Recent proof-of-principle experiments by Joslin Diabetes Center and Massachusetts General Hospital ( MGH ) researchers, however, offer hope that physicians may one day be able to identify individuals with preclinical type 1 diabetes, and to assess the effectiveness of therapies much earlier than is now possible. Findings of the study is published in the Journal of Clinical Investigation.
Type 1 diabetes is an autoimmune disease in which the body's immune system mistakenly attacks its own insulin-producing beta cells and eventually kills them.
Early in this process, white blood cells called T lymphocytes infiltrate the islets of the pancreas ( an inflammatory condition known as insulitis ), causing the blood vessels to become leaky.
Over time, this infiltration of lymphocytes destroys the beta cells, leading to high blood glucose and full-blown diabetes. Today, the only accurate method for detecting the progression or regression of insulitis is a biopsy of the pancreas, which is almost never performed because it is an invasive and potentially risky procedure.
" The most exciting aspect of this study is that it demonstrates that we can, at least in mice, use a non-invasive imaging method to predict at a very early time whether a drug will stop the progression of diabetes or not. In fact, the drug we used in these proof-of-principle experiments is analogous to one currently being tried in humans with diabetes, and so far showing great promise," said Diane Mathis, who led the study together with Christophe Benoist, also from Joslin, and Ralph Weissleder, of MGH.
In this study, the Joslin and MGH researchers used a new imaging technique to reveal the otherwise undetectable inflammation of pancreatic islets in recently diagnosed diabetic mice.
As T lymphocytes invade the pancreas, blood vessels swell, become more permeable, and leak fluid as well as small molecules carried in the fluid into surrounding tissues.
In previous experiments, the researchers demonstrated that this leakage can be detected with the help of magnetic nanoparticles ( MNP ) and magnetic resonance imaging ( MRI ).
After being injected intravenously, these MNPs, which are minute particles of iron oxide, travel through the blood vessels of the body including the pancreas.

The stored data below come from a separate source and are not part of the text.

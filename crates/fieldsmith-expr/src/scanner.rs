//! Character scanner shared by the parser and the evaluator.
//!
//! A quote (`'` or `"`) opens a quoted span only at the start of a token:
//! at the beginning of the text or right after `(` or `,` (whitespace
//! ignored). The next quote of the same kind must then end the token, that
//! is be followed by `,`, `)` or the end of the text. Otherwise the quote is
//! a literal character. Inside a quoted span parentheses, braces and commas
//! are plain text. Apostrophes in values such as `O'Brien` or `'Twas` stay
//! literal.

/// Returns true for the two quote characters of the expression syntax.
pub fn is_quote(c: char) -> bool {
    c == '\'' || c == '"'
}

/// Incremental quote tracker.
#[derive(Debug, Clone, Copy, Default)]
pub struct QuoteState {
    open: Option<char>,
    last_significant: Option<char>,
}

impl QuoteState {
    pub fn new() -> Self {
        Self::default()
    }

    /// Tracker positioned right after an opening parenthesis.
    pub fn after_open_paren() -> Self {
        Self {
            open: None,
            last_significant: Some('('),
        }
    }

    pub fn in_quotes(&self) -> bool {
        self.open.is_some()
    }

    /// Feed one character along with the text that follows it. Returns true
    /// when the character belongs to a quoted span, delimiters included.
    pub fn step(&mut self, c: char, rest: &str) -> bool {
        if let Some(quote) = self.open {
            if c == quote {
                self.open = None;
                self.last_significant = Some(c);
            }
            return true;
        }
        if is_quote(c)
            && matches!(self.last_significant, None | Some('(') | Some(','))
            && closes_token(c, rest)
        {
            self.open = Some(c);
            return true;
        }
        if !c.is_whitespace() {
            self.last_significant = Some(c);
        }
        false
    }
}

fn closes_token(quote: char, rest: &str) -> bool {
    let Some(close) = rest.find(quote) else {
        return false;
    };
    matches!(
        rest[close + quote.len_utf8()..].trim_start().chars().next(),
        None | Some(',') | Some(')')
    )
}

/// Strip one pair of matching surrounding quotes.
pub fn strip_quotes(value: &str) -> &str {
    let mut chars = value.chars();
    match (chars.next(), chars.next_back()) {
        (Some(first), Some(last)) if first == last && is_quote(first) => {
            &value[first.len_utf8()..value.len() - last.len_utf8()]
        }
        _ => value,
    }
}

/// Returns true when the whole value is wrapped in matching quotes.
pub fn is_quoted(value: &str) -> bool {
    strip_quotes(value).len() != value.len()
}

/// Split a parameter list on top-level commas, trimming each parameter.
///
/// Quotes are kept; commas inside quoted spans or nested parentheses do not
/// split. An empty or blank list yields no parameters.
pub fn split_arguments(text: &str) -> Vec<String> {
    if text.trim().is_empty() {
        return Vec::new();
    }

    let mut params = Vec::new();
    let mut current = String::new();
    let mut quotes = QuoteState::after_open_paren();
    let mut depth = 0usize;

    for (index, c) in text.char_indices() {
        if quotes.step(c, &text[index + c.len_utf8()..]) {
            current.push(c);
            continue;
        }
        match c {
            '(' => {
                depth += 1;
                current.push(c);
            }
            ')' => {
                depth = depth.saturating_sub(1);
                current.push(c);
            }
            ',' if depth == 0 => {
                params.push(current.trim().to_string());
                current.clear();
            }
            _ => current.push(c),
        }
    }

    if !current.is_empty() {
        params.push(current.trim().to_string());
    }
    params
}

/// A `${...}` field reference located in a text.
#[derive(Debug, Clone, PartialEq, Eq)]
pub struct ReferenceSpan {
    /// Byte offset of `$`.
    pub start: usize,
    /// Byte offset one past the closing `}`.
    pub end: usize,
    /// Text between the braces, untrimmed.
    pub body: String,
}

/// Find the top-level `${...}` references of a text.
///
/// Braces nest, so `${uppercase(${name})}` is one reference whose body holds
/// another. `${}` is not a reference; an unterminated `${` is plain text and
/// the scan resumes right after it.
pub fn find_references(text: &str) -> Vec<ReferenceSpan> {
    let bytes = text.as_bytes();
    let mut spans = Vec::new();
    let mut index = 0;

    while index + 1 < bytes.len() {
        if bytes[index] != b'$' || bytes[index + 1] != b'{' {
            index += 1;
            continue;
        }

        let body_start = index + 2;
        let mut depth = 1usize;
        let mut cursor = body_start;
        let mut close = None;
        while cursor < bytes.len() {
            match bytes[cursor] {
                b'{' => depth += 1,
                b'}' => {
                    depth -= 1;
                    if depth == 0 {
                        close = Some(cursor);
                        break;
                    }
                }
                _ => {}
            }
            cursor += 1;
        }

        let Some(close) = close else {
            index = body_start;
            continue;
        };
        if close > body_start {
            spans.push(ReferenceSpan {
                start: index,
                end: close + 1,
                body: text[body_start..close].to_string(),
            });
        }
        index = close + 1;
    }

    spans
}

/// A named function call located in a text.
#[derive(Debug, Clone, PartialEq, Eq)]
pub struct CallSpan {
    /// Byte offset of the first character of the name.
    pub start: usize,
    /// Byte offset one past the closing parenthesis.
    pub end: usize,
    pub name: String,
    /// Raw text between the parentheses.
    pub args: String,
    /// Parenthesis depth of the call, starting at 1.
    pub depth: usize,
    /// True when the arguments contain no parentheses.
    pub innermost: bool,
}

struct Frame {
    name: Option<(usize, String)>,
    open: usize,
    nested: bool,
}

fn is_word_char(c: char) -> bool {
    c.is_ascii_alphanumeric() || c == '_'
}

fn name_before(text: &str, open: usize) -> Option<(usize, String)> {
    let prefix = &text[..open];
    let start = prefix
        .char_indices()
        .rev()
        .take_while(|(_, c)| is_word_char(*c))
        .last()
        .map(|(index, _)| index)?;
    Some((start, prefix[start..].to_string()))
}

/// Find every closed, named call (`name(args)`) in a text.
///
/// Parentheses at the top level that are not preceded by a name are plain
/// text. Quotes are only significant inside a call's parentheses.
pub fn find_calls(text: &str) -> Vec<CallSpan> {
    let mut calls = Vec::new();
    let mut stack: Vec<Frame> = Vec::new();
    let mut quotes = QuoteState::new();

    for (index, c) in text.char_indices() {
        if !stack.is_empty() && quotes.step(c, &text[index + c.len_utf8()..]) {
            continue;
        }
        match c {
            '(' => {
                if let Some(parent) = stack.last_mut() {
                    parent.nested = true;
                    stack.push(Frame {
                        name: name_before(text, index),
                        open: index,
                        nested: false,
                    });
                } else if let Some(name) = name_before(text, index) {
                    quotes = QuoteState::after_open_paren();
                    stack.push(Frame {
                        name: Some(name),
                        open: index,
                        nested: false,
                    });
                }
            }
            ')' => {
                let depth = stack.len();
                if let Some(frame) = stack.pop() {
                    if let Some((start, name)) = frame.name {
                        calls.push(CallSpan {
                            start,
                            end: index + 1,
                            name,
                            args: text[frame.open + 1..index].to_string(),
                            depth,
                            innermost: !frame.nested,
                        });
                    }
                }
            }
            _ => {}
        }
    }

    calls.sort_by_key(|call| call.start);
    calls
}

/// Innermost calls only: calls whose arguments hold no parentheses.
pub fn find_innermost_calls(text: &str) -> Vec<CallSpan> {
    find_calls(text)
        .into_iter()
        .filter(|call| call.innermost)
        .collect()
}

/// Parse a whole text as a single call, returning its name and argument text.
pub fn as_call(text: &str) -> Option<(String, String)> {
    let trimmed = text.trim();
    let call = find_calls(trimmed)
        .into_iter()
        .find(|call| call.depth == 1)?;
    if call.start == 0 && call.end == trimmed.len() {
        Some((call.name, call.args))
    } else {
        None
    }
}

/// Returns true when `open`/`close` are balanced outside quoted spans.
pub fn is_balanced(text: &str, open: char, close: char) -> bool {
    let mut quotes = QuoteState::new();
    let mut count = 0i64;
    for (index, c) in text.char_indices() {
        if quotes.step(c, &text[index + c.len_utf8()..]) {
            continue;
        }
        if c == open {
            count += 1;
        } else if c == close {
            count -= 1;
            if count < 0 {
                return false;
            }
        }
    }
    count == 0
}

/// Maximum parenthesis depth outside quoted spans.
pub fn max_nesting(text: &str) -> usize {
    let mut quotes = QuoteState::new();
    let mut depth = 0usize;
    let mut max = 0usize;
    for (index, c) in text.char_indices() {
        if quotes.step(c, &text[index + c.len_utf8()..]) {
            continue;
        }
        match c {
            '(' => {
                depth += 1;
                max = max.max(depth);
            }
            ')' => depth = depth.saturating_sub(1),
            _ => {}
        }
    }
    max
}

/// Collapse whitespace runs outside quoted spans to one space and trim.
pub fn collapse_whitespace(text: &str) -> String {
    let mut quotes = QuoteState::new();
    let mut out = String::with_capacity(text.len());
    let mut last_was_space = false;
    for (index, c) in text.char_indices() {
        if quotes.step(c, &text[index + c.len_utf8()..]) {
            out.push(c);
            last_was_space = false;
        } else if c.is_whitespace() {
            if !last_was_space {
                out.push(' ');
                last_was_space = true;
            }
        } else {
            out.push(c);
            last_was_space = false;
        }
    }
    out.trim().to_string()
}

/// Returns true for identifier-like text (`[A-Za-z_][A-Za-z0-9_]*`).
pub fn is_identifier(text: &str) -> bool {
    let mut chars = text.chars();
    match chars.next() {
        Some(first) if first.is_ascii_alphabetic() || first == '_' => chars.all(is_word_char),
        _ => false,
    }
}

#[cfg(test)]
mod tests {
    use super::*;

    #[test]
    fn split_respects_quotes_and_nesting() {
        let params = split_arguments("'a, b', substring(x, 0, 1) , \"c\"");
        assert_eq!(params, vec!["'a, b'", "substring(x, 0, 1)", "\"c\""]);
        assert!(split_arguments("   ").is_empty());
    }

    #[test]
    fn apostrophes_inside_words_are_literal() {
        assert_eq!(split_arguments("O'Brien, x"), vec!["O'Brien", "x"]);
        assert!(is_balanced("uppercase(O'Brien)", '(', ')'));
    }

    #[test]
    fn strip_quotes_requires_matching_pair() {
        assert_eq!(strip_quotes("'abc'"), "abc");
        assert_eq!(strip_quotes("\"abc\""), "abc");
        assert_eq!(strip_quotes("'abc\""), "'abc\"");
        assert_eq!(strip_quotes("'"), "'");
        assert_eq!(strip_quotes("''"), "");
    }

    #[test]
    fn references_nest_and_skip_empty() {
        let spans = find_references("a ${x} ${} ${uppercase(${name})} ${open");
        let bodies: Vec<_> = spans.iter().map(|span| span.body.as_str()).collect();
        assert_eq!(bodies, vec!["x", "uppercase(${name})"]);
    }

    #[test]
    fn unterminated_reference_does_not_hide_later_ones() {
        let spans = find_references("${open ${a} and ${b}");
        let bodies: Vec<_> = spans.iter().map(|span| span.body.as_str()).collect();
        assert_eq!(bodies, vec!["a", "b"]);
        assert_eq!(spans[0].start, 7);
    }

    #[test]
    fn unmatched_leading_quote_is_literal() {
        let calls = find_calls("uppercase('Twas)");
        assert_eq!(calls.len(), 1);
        assert_eq!(calls[0].args, "'Twas");

        let calls = find_calls("concat(x, '-', '90s)");
        assert_eq!(calls.len(), 1);
        assert_eq!(split_arguments(&calls[0].args), vec!["x", "'-'", "'90s"]);
        assert!(is_balanced("concat(x, '-', '90s)", '(', ')'));
    }

    #[test]
    fn innermost_calls_skip_outer_calls() {
        let calls = find_innermost_calls("uppercase(substring(bob, 0, 1)) and length(x)");
        let names: Vec<_> = calls.iter().map(|call| call.name.as_str()).collect();
        assert_eq!(names, vec!["substring", "length"]);
        assert_eq!(calls[0].args, "bob, 0, 1");
    }

    #[test]
    fn quoted_parentheses_do_not_form_calls() {
        let calls = find_calls("concat('x(y)', b)");
        assert_eq!(calls.len(), 1);
        assert_eq!(calls[0].name, "concat");
        assert!(calls[0].innermost);
    }

    #[test]
    fn plain_parentheses_are_text() {
        assert!(find_calls("Hello (world)").is_empty());
        assert_eq!(
            as_call(" padLeft(x, 3) "),
            Some(("padLeft".to_string(), "x, 3".to_string()))
        );
        assert_eq!(as_call("padLeft(x, 3) tail"), None);
    }

    #[test]
    fn nesting_and_whitespace() {
        assert_eq!(max_nesting("a(b(c('(((')))"), 3);
        assert_eq!(collapse_whitespace("  a   b\t( ' x  y ' ) "), "a b ( ' x  y ' )");
    }

    #[test]
    fn identifiers() {
        assert!(is_identifier("first_name"));
        assert!(is_identifier("_x1"));
        assert!(!is_identifier("1x"));
        assert!(!is_identifier("a-b"));
    }
}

If pancreatic vessels have become leaky from inflammation, the magnetic particles spill into nearby tissues, where they are "eaten" by scavenger cells called macrophages. Thus, the MNPs become concentrated at the inflamed site and can be spotted by high-resolution MRI.

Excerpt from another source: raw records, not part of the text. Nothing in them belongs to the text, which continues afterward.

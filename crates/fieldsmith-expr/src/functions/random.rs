use rand::Rng;

use crate::errors::FunctionError;
use crate::functions::{Argument, ExpressionFunction, FunctionContext, FunctionRegistry};

pub fn register(registry: &mut FunctionRegistry) {
    registry.register_function(Box::new(RandomNumberFunction));
    registry.register_function(Box::new(RandomChoiceFunction));
}

struct RandomNumberFunction;

impl ExpressionFunction for RandomNumberFunction {
    fn name(&self) -> &'static str {
        "randomNumber"
    }

    fn description(&self) -> &'static str {
        "Generates a random integer between min (inclusive) and max (exclusive)"
    }

    fn usage(&self) -> &'static str {
        "randomNumber(min, max)"
    }

    fn min_parameters(&self) -> usize {
        2
    }

    fn max_parameters(&self) -> Option<usize> {
        Some(2)
    }

    fn execute(
        &self,
        args: &[Argument],
        ctx: &mut FunctionContext<'_>,
    ) -> Result<String, FunctionError> {
        let (Some(min), Some(max)) = (args[0].as_i64(), args[1].as_i64()) else {
            return Err(FunctionError::invalid("Both parameters must be valid integers"));
        };
        if min >= max {
            return Err(FunctionError::invalid("min must be less than max"));
        }
        Ok(ctx.rng.random_range(min..max).to_string())
    }
}

struct RandomChoiceFunction;

impl ExpressionFunction for RandomChoiceFunction {
    fn name(&self) -> &'static str {
        "randomChoice"
    }

    fn description(&self) -> &'static str {
        "Randomly selects one value from the provided options"
    }

    fn usage(&self) -> &'static str {
        "randomChoice(option1, option2, option3, ...)"
    }

    fn min_parameters(&self) -> usize {
        2
    }

    fn execute(
        &self,
        args: &[Argument],
        ctx: &mut FunctionContext<'_>,
    ) -> Result<String, FunctionError> {
        let index = ctx.rng.random_range(0..args.len());
        Ok(ctx.value_of(&args[index]))
    }
}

In their recent study, the researchers applied the MRI-MNP technique to determine whether they could predict which mice would develop autoimmune diabetes and monitor the effectiveness of immune therapy aimed at reversing diabetes.

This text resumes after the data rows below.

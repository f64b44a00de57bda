//! Field ordering from expression and explicit dependencies.
//!
//! A field depends on every field named in its `dependsOn` lists and on the
//! fields its expression reads: bare `${name}` references and the first
//! argument of a field-referencing function inside a reference. The graph is
//! rebuilt on every call.

use std::collections::{BTreeMap, BTreeSet};

use fieldsmith_core::FieldSpec;
use fieldsmith_expr::parser::extract_field_references;
use tracing::{debug, warn};

use crate::errors::DependencyError;
use crate::generators::DEPENDENT_EXPRESSION_KEY;

/// Adjacency map from field name to the names it reads from.
pub type DependencyGraph = BTreeMap<String, BTreeSet<String>>;

/// Order fields so every field follows the fields it depends on.
///
/// References to fields outside the schema are ignored with a warning. On a
/// cycle the declaration order is returned unchanged.
pub fn resolve_order(fields: &[FieldSpec]) -> Vec<FieldSpec> {
    let graph = build_graph(fields, true);
    match topological_order(fields, &graph) {
        Ok(order) => {
            let by_name: BTreeMap<&str, &FieldSpec> =
                fields.iter().map(|field| (field.name.as_str(), field)).collect();
            let ordered: Vec<FieldSpec> = order
                .iter()
                .filter_map(|name| by_name.get(name.as_str()).map(|field| (*field).clone()))
                .collect();
            debug!(order = ?order, "dependency order resolved");
            ordered
        }
        Err(DependencyError::Cycle { field, path }) => {
            warn!(
                field = %field,
                cycle = %path.join(" -> "),
                "circular dependency detected; using declaration order"
            );
            fields.to_vec()
        }
    }
}

/// Strict variant of [`resolve_order`] that fails on the first cycle found.
pub fn validate_no_cycles(fields: &[FieldSpec]) -> Result<(), DependencyError> {
    let graph = build_graph(fields, false);
    topological_order(fields, &graph).map(|_| ())
}

/// Dependency graph restricted to fields present in the schema.
pub fn dependency_graph(fields: &[FieldSpec]) -> DependencyGraph {
    build_graph(fields, false)
}

/// Human-readable listing of each field's dependencies, in declaration order.
pub fn render_dependency_graph(fields: &[FieldSpec]) -> String {
    let graph = dependency_graph(fields);
    let mut out = String::from("Field Dependencies:\n==================\n");
    for field in fields {
        out.push_str(&field.name);
        match graph.get(&field.name) {
            Some(deps) if !deps.is_empty() => {
                out.push_str(" -> ");
                out.push_str(&deps.iter().cloned().collect::<Vec<_>>().join(", "));
            }
            _ => out.push_str(" -> [no dependencies]"),
        }
        out.push('\n');
    }
    out
}

/// Sorted names of fields without dependencies.
pub fn independent_fields(fields: &[FieldSpec]) -> Vec<String> {
    dependency_graph(fields)
        .into_iter()
        .filter(|(_, deps)| deps.is_empty())
        .map(|(name, _)| name)
        .collect()
}

/// Sorted names of fields that read `target` directly.
pub fn fields_depending_on(fields: &[FieldSpec], target: &str) -> Vec<String> {
    dependency_graph(fields)
        .into_iter()
        .filter(|(_, deps)| deps.contains(target))
        .map(|(name, _)| name)
        .collect()
}

/// Returns true when `field` reads `dependency` directly or transitively.
pub fn field_depends_on(fields: &[FieldSpec], field: &str, dependency: &str) -> bool {
    let graph = dependency_graph(fields);
    let mut seen = BTreeSet::new();
    let mut pending = vec![field];
    while let Some(current) = pending.pop() {
        if !seen.insert(current) {
            continue;
        }
        if let Some(deps) = graph.get(current) {
            if deps.contains(dependency) {
                return true;
            }
            pending.extend(deps.iter().map(String::as_str));
        }
    }
    false
}

/// Direct dependencies of one field as written, including unknown names.
pub fn declared_dependencies(field: &FieldSpec) -> BTreeSet<String> {
    let options = field.parsed_options();
    let mut deps: BTreeSet<String> = options
        .declared_dependencies()
        .into_iter()
        .map(str::to_string)
        .collect();

    if let Some(expression) = options.expression() {
        deps.extend(extract_field_references(expression));
    }

    let generator_key = options.base_type.as_deref().unwrap_or(&field.generator_key);
    if generator_key == DEPENDENT_EXPRESSION_KEY {
        if let Some(expression) = options.base_options_text() {
            deps.extend(extract_field_references(&expression));
        }
    }
    deps
}

fn build_graph(fields: &[FieldSpec], log_missing: bool) -> DependencyGraph {
    let names: BTreeSet<&str> = fields.iter().map(|field| field.name.as_str()).collect();
    let mut graph = DependencyGraph::new();

    for field in fields {
        let mut internal = BTreeSet::new();
        for dependency in declared_dependencies(field) {
            if names.contains(dependency.as_str()) {
                internal.insert(dependency);
            } else if log_missing {
                warn!(
                    field = %field.name,
                    dependency = %dependency,
                    "dependency not present in schema; ignored"
                );
            }
        }
        graph.entry(field.name.clone()).or_default().extend(internal);
    }
    graph
}

#[derive(Clone, Copy, PartialEq, Eq)]
enum Mark {
    Visiting,
    Done,
}

/// Iterative three-color depth-first topological sort in declaration order.
fn topological_order(
    fields: &[FieldSpec],
    graph: &DependencyGraph,
) -> Result<Vec<String>, DependencyError> {
    let empty = BTreeSet::new();
    let mut marks: BTreeMap<&str, Mark> = BTreeMap::new();
    let mut order = Vec::with_capacity(fields.len());

    for root in fields {
        let root = root.name.as_str();
        if marks.contains_key(root) {
            continue;
        }

        let mut stack: Vec<(&str, Vec<&str>)> = Vec::new();
        marks.insert(root, Mark::Visiting);
        stack.push((root, pending_deps(graph, root, &empty)));

        while let Some((current, pending)) = stack.last_mut() {
            let current = *current;
            let Some(next) = pending.pop() else {
                marks.insert(current, Mark::Done);
                order.push(current.to_string());
                stack.pop();
                continue;
            };

            match marks.get(next) {
                Some(Mark::Done) => {}
                Some(Mark::Visiting) => {
                    let start = stack
                        .iter()
                        .position(|(name, _)| *name == next)
                        .unwrap_or(0);
                    let mut path: Vec<String> =
                        stack[start..].iter().map(|(name, _)| name.to_string()).collect();
                    path.push(next.to_string());
                    return Err(DependencyError::Cycle {
                        field: next.to_string(),
                        path,
                    });
                }
                None => {
                    marks.insert(next, Mark::Visiting);
                    stack.push((next, pending_deps(graph, next, &empty)));
                }
            }
        }
    }

    Ok(order)
}

/// Dependencies in reverse sorted order, so popping visits them ascending.
fn pending_deps<'a>(
    graph: &'a DependencyGraph,
    name: &str,
    empty: &'a BTreeSet<String>,
) -> Vec<&'a str> {
    graph
        .get(name)
        .unwrap_or(empty)
        .iter()
        .rev()
        .map(String::as_str)
        .collect()
}

#[cfg(test)]
mod tests {
    use super::*;
    use fieldsmith_core::FieldOptions;

    fn plain(name: &str) -> FieldSpec {
        FieldSpec::new(name, "Name.firstName")
    }

    fn derived(name: &str, expression: &str) -> FieldSpec {
        FieldSpec::new(name, "Dependent.expression").with_expression(expression)
    }

    fn names(fields: &[FieldSpec]) -> Vec<&str> {
        fields.iter().map(|field| field.name.as_str()).collect()
    }

    #[test]
    fn dependencies_come_first() {
        let fields = vec![
            derived("email", "${lowercase(first)}.${lowercase(last)}@example.com"),
            derived("initials", "${substring(first, 0, 1)}${substring(last, 0, 1)}"),
            plain("first"),
            plain("last"),
        ];
        let ordered = resolve_order(&fields);
        assert_eq!(names(&ordered), vec!["first", "last", "email", "initials"]);
    }

    #[test]
    fn explicit_depends_on_and_nested_block_count() {
        let nested = FieldSpec::new("b", "Name.lastName").with_raw_options(
            r#"{"dependency": {"expression": "x", "dependsOn": ["c"]}}"#,
        );
        let top = FieldSpec::new("a", "Name.lastName").with_options(FieldOptions {
            depends_on: vec!["b".to_string()],
            ..FieldOptions::default()
        });
        let fields = vec![top, nested, plain("c")];
        assert_eq!(names(&resolve_order(&fields)), vec!["c", "b", "a"]);
    }

    #[test]
    fn cycles_fall_back_to_declaration_order() {
        let fields = vec![
            derived("a", "${b}"),
            derived("b", "${c}"),
            derived("c", "${a}"),
            plain("d"),
        ];
        assert_eq!(names(&resolve_order(&fields)), vec!["a", "b", "c", "d"]);

        let err = validate_no_cycles(&fields).expect_err("cycle");
        let DependencyError::Cycle { field, path } = err;
        assert_eq!(field, "a");
        assert_eq!(path, vec!["a", "b", "c", "a"]);
    }

    #[test]
    fn self_reference_is_a_cycle() {
        let fields = vec![derived("a", "${a}!")];
        assert!(validate_no_cycles(&fields).is_err());
        assert_eq!(names(&resolve_order(&fields)), vec!["a"]);
    }

    #[test]
    fn unknown_references_add_no_edges() {
        let fields = vec![derived("a", "${ghost}-${b}"), plain("b")];
        assert_eq!(names(&resolve_order(&fields)), vec!["b", "a"]);
        assert!(validate_no_cycles(&fields).is_ok());
        assert_eq!(dependency_graph(&fields)["a"], BTreeSet::from(["b".to_string()]));
    }

    #[test]
    fn non_field_functions_do_not_create_edges() {
        let fields = vec![derived("a", "${randomChoice(b, c)}"), plain("b")];
        assert!(dependency_graph(&fields)["a"].is_empty());
    }

    #[test]
    fn dependent_generator_options_are_expressions() {
        let dependent = FieldSpec::new("full", DEPENDENT_EXPRESSION_KEY).with_raw_options("${first} ${last}");
        let fields = vec![dependent, plain("first"), plain("last")];
        assert_eq!(names(&resolve_order(&fields)), vec!["first", "last", "full"]);
    }

    #[test]
    fn graph_queries() {
        let fields = vec![
            plain("first"),
            derived("upper", "${uppercase(first)}"),
            derived("tag", "${upper}-${first}"),
        ];

        assert_eq!(
            render_dependency_graph(&fields),
            "Field Dependencies:\n==================\nfirst -> [no dependencies]\nupper -> first\ntag -> first, upper\n"
        );
        assert_eq!(independent_fields(&fields), vec!["first"]);
        assert_eq!(fields_depending_on(&fields, "first"), vec!["tag", "upper"]);
        assert!(field_depends_on(&fields, "tag", "first"));
        assert!(!field_depends_on(&fields, "first", "tag"));
    }
}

The goal of this study was to gather data on mouse models that could guide the safe application of the technique in human patients with, or at risk of, type 1 diabetes.
Results of this study suggest that the MRI-MNP imaging technology may be helpful in identifying people at immediate risk of developing autoimmune diabetes, but most of all for early prediction of response to therapy, which might be very useful for reducing the time and cost of clinical trials.
" Because the results in mice looked so good, and because our MGH colleagues have already successfully used essentially the same drug on many patients with prostate cancer," said Benoist, " we have been able to move relatively quickly into clinical trials." Turvey added: " We hope to know soon whether we can use this drug and imaging technique to monitor pancreas inflammation in humans."